The same group who are at-risk for Covid-19 complications, hypertension, lipid problems, obesity or diabetes, delicately balancing ACE against ACE2 may suffer the same problem when it comes to the vaccine. Even a simulated Covid-19 attack might be enough of a strong push to suddenly upset the scales between ACE and ACE2.

Take a look at the dosing diagram again. I have drawn the the two vertical axes with a dotted line. The two vertical lines may not line up such that a “just right” zone may not exist for some groups. History is littered by vaccine projects which have never reached a wide audience. The RSV (Respiratory Syncytial Virus) vaccine, which did not have a “just right” zone. Some vaccinated children suffered a more severe pneumonia than the unvaccinated group.

Dr.

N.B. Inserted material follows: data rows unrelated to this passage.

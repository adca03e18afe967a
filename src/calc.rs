use serde::{Deserialize, Serialize};

pub const QUARTER_COUNT: usize = 4;

/// Score domain accepted at the boundary. The calculator itself assumes
/// inputs are already inside this range or absent.
pub const SCORE_MIN: f64 = 0.0;
pub const SCORE_MAX: f64 = 10.0;

/// Grading thresholds. `final_pass` is kept separate from `pass` because the
/// legacy clients disagreed on it (5.0 vs 6.0); the default unifies on 6.0
/// and a workspace can override it via the settings store.
#[derive(Debug, Clone, Copy, PartialEq, Serialize, Deserialize)]
#[serde(rename_all = "camelCase")]
pub struct GradeConfig {
    pub pass: f64,
    pub recovery_floor: f64,
    pub final_pass: f64,
}

impl Default for GradeConfig {
    fn default() -> Self {
        Self {
            pass: 6.0,
            recovery_floor: 4.0,
            final_pass: 6.0,
        }
    }
}

/// Standard half-away-from-zero rounding to 2 decimal places.
pub fn round_off_2_decimals(x: f64) -> f64 {
    (x * 100.0).round() / 100.0
}

pub fn round_off_1_decimal(x: f64) -> f64 {
    (x * 10.0).round() / 10.0
}

/// Raw per-quarter scores for one student in one subject-class offering.
/// `None` means not graded yet, which is a normal state, not an error.
#[derive(Debug, Clone, Copy, Default, PartialEq, Serialize, Deserialize)]
#[serde(rename_all = "camelCase")]
pub struct ScoreSet {
    pub quarters: [Option<f64>; QUARTER_COUNT],
    pub recovery_score: Option<f64>,
}

#[derive(Debug, Clone, Copy, PartialEq, Eq, Serialize, Deserialize)]
#[serde(rename_all = "snake_case")]
pub enum Status {
    Approved,
    Recovery,
    Failed,
}

#[derive(Debug, Clone, Copy, PartialEq, Eq, Serialize, Deserialize)]
#[serde(rename_all = "snake_case")]
pub enum FinalStatus {
    Approved,
    Failed,
}

/// Projection derived from a ScoreSet. Never persisted; recomputed on every
/// read.
#[derive(Debug, Clone, Copy, PartialEq, Serialize)]
#[serde(rename_all = "camelCase")]
pub struct ComputedRecord {
    pub quarters: [Option<f64>; QUARTER_COUNT],
    pub recovery_score: Option<f64>,
    pub quarterly_mean: Option<f64>,
    pub consolidated_grade: Option<f64>,
    pub final_grade: Option<f64>,
    pub status: Option<Status>,
    pub final_status: Option<FinalStatus>,
}

/// Mean of whichever quarterly scores are present, rounded to 2 decimals.
/// `None` iff no quarter has been graded.
pub fn quarterly_mean(set: &ScoreSet) -> Option<f64> {
    let mut sum = 0.0_f64;
    let mut count = 0_usize;
    for q in set.quarters.iter().flatten() {
        sum += q;
        count += 1;
    }
    if count == 0 {
        None
    } else {
        Some(round_off_2_decimals(sum / count as f64))
    }
}

/// Currently identical to the quarterly mean. Kept as its own function so a
/// weighted formula can land here without touching any call site.
pub fn consolidated_grade(set: &ScoreSet) -> Option<f64> {
    quarterly_mean(set)
}

/// Whether a recovery-exam score may be recorded at all for this
/// consolidated grade.
pub fn recovery_eligible(consolidated: f64, config: &GradeConfig) -> bool {
    consolidated >= config.recovery_floor && consolidated < config.pass
}

pub fn recalculate(set: &ScoreSet, config: &GradeConfig) -> ComputedRecord {
    let mean = quarterly_mean(set);
    let consolidated = consolidated_grade(set);

    let Some(c) = consolidated else {
        // Nothing graded yet: every derived field stays absent.
        return ComputedRecord {
            quarters: set.quarters,
            recovery_score: set.recovery_score,
            quarterly_mean: None,
            consolidated_grade: None,
            final_grade: None,
            status: None,
            final_status: None,
        };
    };

    let status = if c >= config.pass {
        Status::Approved
    } else if c >= config.recovery_floor {
        Status::Recovery
    } else {
        Status::Failed
    };

    // The recovery exam only counts inside the recovery band. Approved
    // students never need it; failed students never earned it.
    let final_grade = match (status, set.recovery_score) {
        (Status::Recovery, Some(r)) => round_off_2_decimals((c + r) / 2.0),
        _ => c,
    };

    let final_status = match status {
        Status::Approved => Some(FinalStatus::Approved),
        Status::Failed => Some(FinalStatus::Failed),
        Status::Recovery => match set.recovery_score {
            // Pending the recovery exam.
            None => None,
            Some(_) => {
                if final_grade >= config.final_pass {
                    Some(FinalStatus::Approved)
                } else {
                    Some(FinalStatus::Failed)
                }
            }
        },
    };

    ComputedRecord {
        quarters: set.quarters,
        recovery_score: set.recovery_score,
        quarterly_mean: mean,
        consolidated_grade: consolidated,
        final_grade: Some(final_grade),
        status: Some(status),
        final_status,
    }
}

#[derive(Debug, Clone, Copy, PartialEq, Eq)]
pub enum ScoreInputError {
    NotANumber,
    OutOfRange,
}

impl ScoreInputError {
    pub fn message(self) -> &'static str {
        match self {
            ScoreInputError::NotANumber => "not a number",
            ScoreInputError::OutOfRange => "out of range",
        }
    }
}

/// Boundary validation for a user-typed score. Everything that reaches the
/// calculator has already been through here (or arrived as NULL).
pub fn parse_score_input(raw: &str) -> Result<f64, ScoreInputError> {
    let parsed: f64 = raw
        .trim()
        .parse()
        .map_err(|_| ScoreInputError::NotANumber)?;
    if !parsed.is_finite() {
        return Err(ScoreInputError::NotANumber);
    }
    validate_score_value(parsed)
}

/// Range check shared by the text and numeric input paths.
pub fn validate_score_value(value: f64) -> Result<f64, ScoreInputError> {
    if !value.is_finite() || value < SCORE_MIN || value > SCORE_MAX {
        return Err(ScoreInputError::OutOfRange);
    }
    Ok(value)
}
use std::cmp::Ordering;

use serde::Serialize;

use crate::calc::{
    round_off_1_decimal, round_off_2_decimals, ComputedRecord, FinalStatus, Status, QUARTER_COUNT,
};

/// Strictly above this consolidated grade a student counts as a high
/// performer. Exactly 8.0 does not qualify.
pub const HIGH_PERFORMER_FLOOR: f64 = 8.0;

/// Class-wide statistics over one subject-class offering. Ephemeral:
/// computed on demand from the recomputed records, never stored.
#[derive(Debug, Clone, PartialEq, Serialize)]
#[serde(rename_all = "camelCase")]
pub struct ClassAnalytics {
    pub class_average: f64,
    pub per_quarter_averages: [f64; QUARTER_COUNT],
    pub median: f64,
    pub approved_count: usize,
    pub failed_count: usize,
    pub recovery_count: usize,
    pub high_performer_count: usize,
    pub approval_rate_percent: f64,
    pub valid_record_count: usize,
}

/// Post-recovery status where known, pre-recovery status otherwise.
fn effective_status(record: &ComputedRecord) -> Option<Status> {
    match record.final_status {
        Some(FinalStatus::Approved) => Some(Status::Approved),
        Some(FinalStatus::Failed) => Some(Status::Failed),
        None => record.status,
    }
}

fn compute_median(values: &[f64]) -> f64 {
    if values.is_empty() {
        return 0.0;
    }
    let mut sorted = values.to_vec();
    sorted.sort_by(|a, b| a.partial_cmp(b).unwrap_or(Ordering::Equal));
    let n = sorted.len();
    if n % 2 == 1 {
        sorted[n / 2]
    } else {
        (sorted[(n / 2) - 1] + sorted[n / 2]) / 2.0
    }
}

pub fn aggregate(records: &[ComputedRecord]) -> ClassAnalytics {
    // Records without any graded quarter carry no consolidated grade and do
    // not participate in any statistic.
    let grades: Vec<f64> = records
        .iter()
        .filter_map(|r| r.consolidated_grade)
        .collect();
    let valid_count = grades.len();

    let class_average = if valid_count > 0 {
        round_off_2_decimals(grades.iter().sum::<f64>() / valid_count as f64)
    } else {
        0.0
    };

    // Each quarter filters independently: a student missing quarter 2 still
    // contributes to quarter 1's average.
    let mut per_quarter_averages = [0.0_f64; QUARTER_COUNT];
    for (q, slot) in per_quarter_averages.iter_mut().enumerate() {
        let mut sum = 0.0_f64;
        let mut count = 0_usize;
        for r in records {
            if let Some(v) = r.quarters[q] {
                sum += v;
                count += 1;
            }
        }
        if count > 0 {
            *slot = round_off_2_decimals(sum / count as f64);
        }
    }

    let mut approved_count = 0_usize;
    let mut failed_count = 0_usize;
    let mut recovery_count = 0_usize;
    let mut high_performer_count = 0_usize;

    for r in records {
        match effective_status(r) {
            Some(Status::Approved) => approved_count += 1,
            Some(Status::Failed) => failed_count += 1,
            _ => {}
        }
        if r.status == Some(Status::Recovery) && r.final_status.is_none() {
            recovery_count += 1;
        }
        if let Some(c) = r.consolidated_grade {
            if c > HIGH_PERFORMER_FLOOR {
                high_performer_count += 1;
            }
        }
    }

    let approval_rate_percent = if valid_count > 0 {
        round_off_1_decimal(approved_count as f64 / valid_count as f64 * 100.0)
    } else {
        0.0
    };

    ClassAnalytics {
        class_average,
        per_quarter_averages,
        median: round_off_2_decimals(compute_median(&grades)),
        approved_count,
        failed_count,
        recovery_count,
        high_performer_count,
        approval_rate_percent,
        valid_record_count: valid_count,
    }
}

Hotez can claim years of experience with coronavirus vaccine development

Understanding these constraints, it becomes easier to grasp the understated, yet daunting challenge facing coronavirus makers working against an abbreviated testing timeline. Testifying before a U.S. House Committee, Dr. Peter Hotez, dean of the National School of Tropical Medicine at Baylor College of Medicine warned, “I understand the importance of accelerating timelines for vaccines in general, but from everything I know, this is not the vaccine to be doing it with.”

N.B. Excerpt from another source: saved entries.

use serde_json::json;
use std::io::{BufRead, BufReader, Write};
use std::path::PathBuf;
use std::process::{Child, ChildStdin, ChildStdout, Command, Stdio};
use std::time::{SystemTime, UNIX_EPOCH};

fn temp_dir(prefix: &str) -> PathBuf {
    let p = std::env::temp_dir().join(format!(
        "{}-{}",
        prefix,
        SystemTime::now()
            .duration_since(UNIX_EPOCH)
            .expect("clock")
            .as_nanos()
    ));
    std::fs::create_dir_all(&p).expect("create temp dir");
    p
}

fn spawn_sidecar() -> (Child, ChildStdin, BufReader<ChildStdout>) {
    let exe = env!("CARGO_BIN_EXE_gradebookd");
    let mut child = Command::new(exe)
        .stdin(Stdio::piped())
        .stdout(Stdio::piped())
        .stderr(Stdio::null())
        .spawn()
        .expect("spawn gradebookd");
    let stdin = child.stdin.take().expect("child stdin");
    let stdout = child.stdout.take().expect("child stdout");
    (child, stdin, BufReader::new(stdout))
}

fn request_ok(
    stdin: &mut ChildStdin,
    reader: &mut BufReader<ChildStdout>,
    id: &str,
    method: &str,
    params: serde_json::Value,
) -> serde_json::Value {
    let payload = json!({ "id": id, "method": method, "params": params });
    writeln!(stdin, "{}", payload).expect("write request");
    stdin.flush().expect("flush request");
    let mut line = String::new();
    reader.read_line(&mut line).expect("read response line");
    let value: serde_json::Value = serde_json::from_str(line.trim()).expect("parse response json");
    assert!(
        value.get("ok").and_then(|v| v.as_bool()).unwrap_or(false),
        "{} failed: {}",
        method,
        value
    );
    value.get("result").cloned().unwrap_or_else(|| json!({}))
}

#[test]
fn class_summary_statistics_over_a_seeded_class() {
    let workspace = temp_dir("gradebook-class-summary");
    let (mut child, mut stdin, mut reader) = spawn_sidecar();

    let _ = request_ok(
        &mut stdin,
        &mut reader,
        "1",
        "workspace.select",
        json!({ "path": workspace.to_string_lossy() }),
    );
    let class = request_ok(
        &mut stdin,
        &mut reader,
        "2",
        "classes.create",
        json!({ "name": "7th Grade C" }),
    );
    let class_id = class["classId"].as_str().expect("classId").to_string();
    let subject = request_ok(
        &mut stdin,
        &mut reader,
        "3",
        "subjects.create",
        json!({ "classId": class_id, "name": "Portuguese" }),
    );
    let subject_id = subject["subjectId"].as_str().expect("subjectId").to_string();

    let names = [
        ("Almeida", "Gabriela"),
        ("Barbosa", "Hugo"),
        ("Cardoso", "Iris"),
        ("Dias", "Joao"),
        ("Esteves", "Kaua"),
        ("Farias", "Livia"),
    ];
    let mut student_ids = Vec::new();
    for (i, (last, first)) in names.iter().enumerate() {
        let created = request_ok(
            &mut stdin,
            &mut reader,
            &format!("4-{}", i),
            "students.create",
            json!({ "classId": class_id, "lastName": last, "firstName": first }),
        );
        student_ids.push(created["studentId"].as_str().expect("studentId").to_string());
    }

    // One approved at the high-performer boundary, one clear high performer,
    // one pending recovery, one recovered, one failed, one ungraded.
    let _ = request_ok(
        &mut stdin,
        &mut reader,
        "5",
        "scores.bulkSave",
        json!({
            "classId": class_id,
            "subjectId": subject_id,
            "entries": [
                { "studentId": student_ids[0],
                  "quarter1": 8.0, "quarter2": 8.0, "quarter3": 8.0, "quarter4": 8.0 },
                { "studentId": student_ids[1],
                  "quarter1": 9.0, "quarter2": 10.0, "quarter3": 9.0, "quarter4": 10.0 },
                { "studentId": student_ids[2],
                  "quarter1": 5.0, "quarter2": 4.0, "quarter3": 5.0, "quarter4": 4.0 },
                { "studentId": student_ids[3],
                  "quarter1": 5.0, "quarter2": 5.0, "quarter3": 5.0, "quarter4": 5.0,
                  "recoveryScore": 9.0 },
                { "studentId": student_ids[4],
                  "quarter1": 2.0, "quarter2": 1.0, "quarter3": 3.0, "quarter4": 2.0 }
            ]
        }),
    );

    let summary = request_ok(
        &mut stdin,
        &mut reader,
        "6",
        "analytics.classSummary",
        json!({ "classId": class_id, "subjectId": subject_id }),
    );

    assert_eq!(summary["class"]["name"], json!("7th Grade C"));
    assert_eq!(summary["subject"]["name"], json!("Portuguese"));
    assert_eq!(
        summary["students"].as_array().map(|a| a.len()),
        Some(names.len())
    );

    let a = &summary["analytics"];
    // Grades: 8.0, 9.5, 4.5, 5.0, 2.0 (ungraded student excluded).
    assert_eq!(a["validRecordCount"], json!(5));
    assert_eq!(a["classAverage"], json!(5.8));
    assert_eq!(a["median"], json!(5.0));
    assert_eq!(a["perQuarterAverages"][0], json!(5.8));
    assert_eq!(a["perQuarterAverages"][1], json!(5.6));
    // approved: 8.0, 9.5, and the recovered 7.0 final.
    assert_eq!(a["approvedCount"], json!(3));
    assert_eq!(a["failedCount"], json!(1));
    assert_eq!(a["recoveryCount"], json!(1));
    // 8.0 exactly is not a high performer.
    assert_eq!(a["highPerformerCount"], json!(1));
    assert_eq!(a["approvalRatePercent"], json!(60.0));

    // The ungraded student shows up with every derived field absent.
    let ungraded = summary["students"]
        .as_array()
        .expect("students")
        .iter()
        .find(|s| s["studentId"] == json!(student_ids[5]))
        .expect("ungraded student present");
    assert_eq!(ungraded["computed"]["consolidatedGrade"], json!(null));
    assert_eq!(ungraded["computed"]["status"], json!(null));

    // Withdrawing a student removes them from the statistics but not the roster.
    let _ = request_ok(
        &mut stdin,
        &mut reader,
        "7",
        "students.setActive",
        json!({ "studentId": student_ids[4], "active": false }),
    );
    let summary = request_ok(
        &mut stdin,
        &mut reader,
        "8",
        "analytics.classSummary",
        json!({ "classId": class_id, "subjectId": subject_id }),
    );
    let a = &summary["analytics"];
    assert_eq!(a["validRecordCount"], json!(4));
    assert_eq!(a["failedCount"], json!(0));
    // (8.0 + 9.5 + 4.5 + 5.0) / 4
    assert_eq!(a["classAverage"], json!(6.75));
    assert_eq!(
        summary["students"].as_array().map(|a| a.len()),
        Some(names.len())
    );

    drop(stdin);
    let _ = child.wait();
}

#[test]
fn empty_offering_yields_all_zero_analytics() {
    let workspace = temp_dir("gradebook-empty-analytics");
    let (mut child, mut stdin, mut reader) = spawn_sidecar();

    let _ = request_ok(
        &mut stdin,
        &mut reader,
        "1",
        "workspace.select",
        json!({ "path": workspace.to_string_lossy() }),
    );
    let class = request_ok(
        &mut stdin,
        &mut reader,
        "2",
        "classes.create",
        json!({ "name": "Empty Class" }),
    );
    let class_id = class["classId"].as_str().expect("classId").to_string();
    let subject = request_ok(
        &mut stdin,
        &mut reader,
        "3",
        "subjects.create",
        json!({ "classId": class_id, "name": "Arts" }),
    );
    let subject_id = subject["subjectId"].as_str().expect("subjectId").to_string();

    let summary = request_ok(
        &mut stdin,
        &mut reader,
        "4",
        "analytics.classSummary",
        json!({ "classId": class_id, "subjectId": subject_id }),
    );
    let a = &summary["analytics"];
    assert_eq!(a["validRecordCount"], json!(0));
    assert_eq!(a["classAverage"], json!(0.0));
    assert_eq!(a["median"], json!(0.0));
    assert_eq!(a["approvalRatePercent"], json!(0.0));
    assert_eq!(a["approvedCount"], json!(0));
    assert_eq!(a["recoveryCount"], json!(0));

    drop(stdin);
    let _ = child.wait();
}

Dr. Hotez should know, having worked on the development of a vaccine for the earlier epidemic coronavirus that caused SARS. He discovered that some vaccinated animals developed an even more severe SARS infection (Severe Acute Respiratory Syndrome), compared with unvaccinated animals following exposure to the virus. The SARS virus shares virtually the same outward (antigenic) appearance as the Covid-19 virus binding to the same ACE2 receptor.

This may well be the reason why labs see a muted, relatively short-lived antibody reaction to Covid-19 infections. The body may be refraining from mounting a robust reaction which could result in a self-on-self internal conflict. Remember, there is no “Undo button” when it comes to a needle injection.

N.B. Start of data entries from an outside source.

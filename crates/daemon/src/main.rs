// SPDX-License-Identifier: BUSL-1.1
// Copyright (c) 2026 Alfred Jean LLC

//! kickerd — the kicker daemon, run in the foreground.
//!
//! A single instance per state directory is enforced by the leader
//! lease; a second start exits 1 (or 0 with --quiet) without side
//! effects.

use clap::Parser;
use kicker_daemon::opts::{self, DaemonOpts};

#[derive(Parser)]
#[command(
    name = "kickerd",
    version,
    about = "kicker daemon - polls check scripts and fires actions on matching exit codes"
)]
struct Cli {
    #[command(flatten)]
    opts: DaemonOpts,
}

#[tokio::main(flavor = "current_thread")]
async fn main() {
    let cli = Cli::parse();
    setup_logging(cli.opts.verbose);

    match opts::run(cli.opts.clone()).await {
        Ok(summary) => {
            if !summary.message.is_empty() && !(cli.opts.quiet && summary.exit_code == 0) {
                println!("{}", summary.message);
            }
            std::process::exit(summary.exit_code);
        }
        Err(e) => {
            eprintln!("Error: {e}");
            std::process::exit(1);
        }
    }
}

fn setup_logging(verbose: bool) {
    use tracing_subscriber::{fmt, prelude::*, EnvFilter};

    let default_filter = if verbose { "debug" } else { "info" };
    let filter =
        EnvFilter::try_from_default_env().unwrap_or_else(|_| EnvFilter::new(default_filter));

    tracing_subscriber::registry()
        .with(filter)
        .with(fmt::layer().with_writer(std::io::stdout))
        .init();
}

A major setback in vaccination in the public eye might not take more than a 1% fatality or 10% severe reaction rate. Accelerated testing greatly shortens our ability to predict immediate side effects, not to mention long-term effects in those with precariously perched metabolic systems.

To this, let me add another variable to the risk calculation. If we were to eventually learn that many more have been silently infected, lowering official Covid’s Case Fatality Rate (CFR = the number of deaths divided by the number tested) to 1%, how many of you will tolerate a vaccine accompanied by only slightly fewer side effects compared to taking your chances with the disease? At what risk level would that be? Certainly not 1%. How about a vaccine-related death rate of half that, a quarter of that?

Yesterday’s report of Moderna’s success on select eight test vaccine subjects do not represent humanity’s spectrum. Those most at risk for Covid-19 complications will probably be least responsive to the vaccine or most likely to suffer vaccine complications.

This cautionary tale doesn’t mean that I endorse anti-vaxxers. That isn’t my intention. My goal is to temper the seemingly unbridled faith which presumes an inevitable safe, effective and timely vaccine for Covid. If our public policy goal of quarantine and contact tracing is to buy time for such a vaccine, maybe we should be considering other Plan B’s, now that you have heard several reasons to expect vaccination setbacks.

So what is “tried and true” among the Plan B’s? I believe we need to focus on actionable plans which do not rely upon the belief that a safe and effective vaccine is forthcoming. Don’t let the time sheltering pass you by. So let me finish by suggesting watching my earlier video, whatever your present risk factors, you can without a shadow of a doubt, improve your chances of a better Covid outcome — with exercise.

Addendum: After posting this story, Moderna released details of preliminary results for 18–55 age bracket results and for mRNA-1273 dosage 25–250 µg reactions. Going forward, the company will test 25–100 µg doses based on the antibody responses and adverse grade 3 systemic reactions at 250 µg.